> _ABOUT THIS EXERCISE_
Return a copy of each line in the listing that includes the word "const".

> _INPUT DATA_

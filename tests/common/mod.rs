// author: kodeholic (powered by Claude)
// 통합 테스트 공용 목 — 스크립트 가능한 미디어 엔진/탐지기

use std::collections::VecDeque;
use std::sync::atomic::{AtomicUsize, Ordering};
use std::sync::{Arc, Mutex};

use async_trait::async_trait;
use bytes::Bytes;
use tokio::sync::{broadcast, mpsc};

use mini_proctor::analysis::detector::{center_offset_pose, FaceDetector, FaceRegion, HeadPose};
use mini_proctor::error::{ProctorError, ProctorResult};
use mini_proctor::media::engine::{
    EngineEvent, FrameSource, IceConfig, MediaConnection, MediaEngine, SessionDescription,
    VideoFrame, VideoTap,
};
use mini_proctor::protocol::candidate::CandidateParams;

pub const FRAME_W: u32 = 640;
pub const FRAME_H: u32 = 4;

/// 프레임 첫 바이트가 탐지 시나리오를 정한다:
///   0 → 얼굴 없음, 1 → 정면 1명, 2 → 왼쪽 응시 1명, 3 → 2명
pub fn frame(tag: u8) -> VideoFrame {
    let mut data = vec![0u8; (FRAME_W * FRAME_H * 3) as usize];
    data[0] = tag;
    VideoFrame::packed(FRAME_W, FRAME_H, Bytes::from(data))
}

// ----------------------------------------------------------------------------
// [ScriptedDetector]
// ----------------------------------------------------------------------------

pub struct ScriptedDetector {
    pub calls: AtomicUsize,
}

impl ScriptedDetector {
    pub fn new() -> Arc<Self> {
        Arc::new(Self { calls: AtomicUsize::new(0) })
    }
}

#[async_trait]
impl FaceDetector for ScriptedDetector {
    async fn detect_faces(&self, frame: &VideoFrame) -> ProctorResult<Vec<FaceRegion>> {
        self.calls.fetch_add(1, Ordering::SeqCst);
        let centered = FaceRegion { x: 300, y: 0, width: 40, height: 40 };
        let left = FaceRegion { x: 10, y: 0, width: 40, height: 40 };
        Ok(match frame.data[0] {
            0 => vec![],
            1 => vec![centered],
            2 => vec![left],
            _ => vec![centered, left],
        })
    }

    async fn estimate_head_pose(
        &self,
        faces: &[FaceRegion],
        frame: &VideoFrame,
    ) -> ProctorResult<Option<HeadPose>> {
        Ok(faces.first().map(|f| center_offset_pose(f, frame.width)))
    }
}

// ----------------------------------------------------------------------------
// [MockEngine / MockConnection]
// ----------------------------------------------------------------------------

pub struct MockEngine {
    connections: Mutex<Vec<Arc<MockConnection>>>,
}

impl MockEngine {
    pub fn new() -> Arc<Self> {
        Arc::new(Self { connections: Mutex::new(Vec::new()) })
    }

    /// i번째로 생성된 연결
    pub fn connection(&self, i: usize) -> Arc<MockConnection> {
        Arc::clone(&self.connections.lock().unwrap()[i])
    }

    pub fn connection_count(&self) -> usize {
        self.connections.lock().unwrap().len()
    }
}

impl MediaEngine for MockEngine {
    fn create_connection(&self, _ice: &IceConfig) -> ProctorResult<Arc<dyn MediaConnection>> {
        let conn = MockConnection::new();
        self.connections.lock().unwrap().push(Arc::clone(&conn));
        Ok(conn)
    }
}

pub struct MockConnection {
    pub remote:      Mutex<Option<SessionDescription>>,
    pub local:       Mutex<Option<SessionDescription>>,
    pub candidates:  Mutex<Vec<CandidateParams>>,
    pub attached:    Mutex<Option<VideoTap>>,
    pub close_calls: AtomicUsize,
    events_tx: mpsc::Sender<EngineEvent>,
    events_rx: Mutex<Option<mpsc::Receiver<EngineEvent>>>,
    tap:       VideoTap,
}

impl MockConnection {
    fn new() -> Arc<Self> {
        let (events_tx, events_rx) = mpsc::channel(64);
        let (tap, _) = broadcast::channel(64);
        Arc::new(Self {
            remote:      Mutex::new(None),
            local:       Mutex::new(None),
            candidates:  Mutex::new(Vec::new()),
            attached:    Mutex::new(None),
            close_calls: AtomicUsize::new(0),
            events_tx,
            events_rx:   Mutex::new(Some(events_rx)),
            tap,
        })
    }

    /// 비디오 트랙 수신 이벤트 주입 — 주어진 프레임들을 생산하고 끝나는 소스
    pub async fn push_track(&self, frames: Vec<VideoFrame>) {
        let source = Box::new(VecSource(frames.into()));
        self.events_tx
            .send(EngineEvent::VideoTrack(source))
            .await
            .expect("watcher가 이벤트를 수신해야 합니다");
    }

    /// 연결 상태 변화 이벤트 주입
    pub async fn push_state(&self, state: mini_proctor::media::EngineConnState) {
        let _ = self.events_tx.send(EngineEvent::ConnectionState(state)).await;
    }

    pub fn closes(&self) -> usize {
        self.close_calls.load(Ordering::SeqCst)
    }
}

struct VecSource(VecDeque<VideoFrame>);

#[async_trait]
impl FrameSource for VecSource {
    async fn next_frame(&mut self) -> Option<VideoFrame> {
        self.0.pop_front()
    }
}

#[async_trait]
impl MediaConnection for MockConnection {
    async fn set_remote_description(&self, desc: SessionDescription) -> ProctorResult<()> {
        *self.remote.lock().unwrap() = Some(desc);
        Ok(())
    }

    async fn create_answer(&self) -> ProctorResult<SessionDescription> {
        if self.remote.lock().unwrap().is_none() {
            return Err(ProctorError::EngineFailure("no remote description".to_string()));
        }
        Ok(SessionDescription::answer("v=0\r\no=mock 0 0 IN IP4 127.0.0.1\r\n"))
    }

    async fn set_local_description(&self, desc: SessionDescription) -> ProctorResult<()> {
        *self.local.lock().unwrap() = Some(desc);
        Ok(())
    }

    fn local_description(&self) -> Option<SessionDescription> {
        self.local.lock().unwrap().clone()
    }

    async fn add_ice_candidate(&self, candidate: CandidateParams) -> ProctorResult<()> {
        if self.remote.lock().unwrap().is_none() {
            return Err(ProctorError::EngineFailure("no remote description".to_string()));
        }
        self.candidates.lock().unwrap().push(candidate);
        Ok(())
    }

    fn take_events(&self) -> Option<mpsc::Receiver<EngineEvent>> {
        self.events_rx.lock().unwrap().take()
    }

    fn video_tap(&self) -> VideoTap {
        self.tap.clone()
    }

    async fn attach_video(&self, tap: VideoTap) -> ProctorResult<()> {
        *self.attached.lock().unwrap() = Some(tap);
        Ok(())
    }

    async fn stop_transceivers(&self) {}

    async fn close(&self) -> ProctorResult<()> {
        self.close_calls.fetch_add(1, Ordering::SeqCst);
        Ok(())
    }
}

> _EXERCISE ANSWER_
pub const FRAME_W: u32 = 640;
pub const FRAME_H: u32 = 4;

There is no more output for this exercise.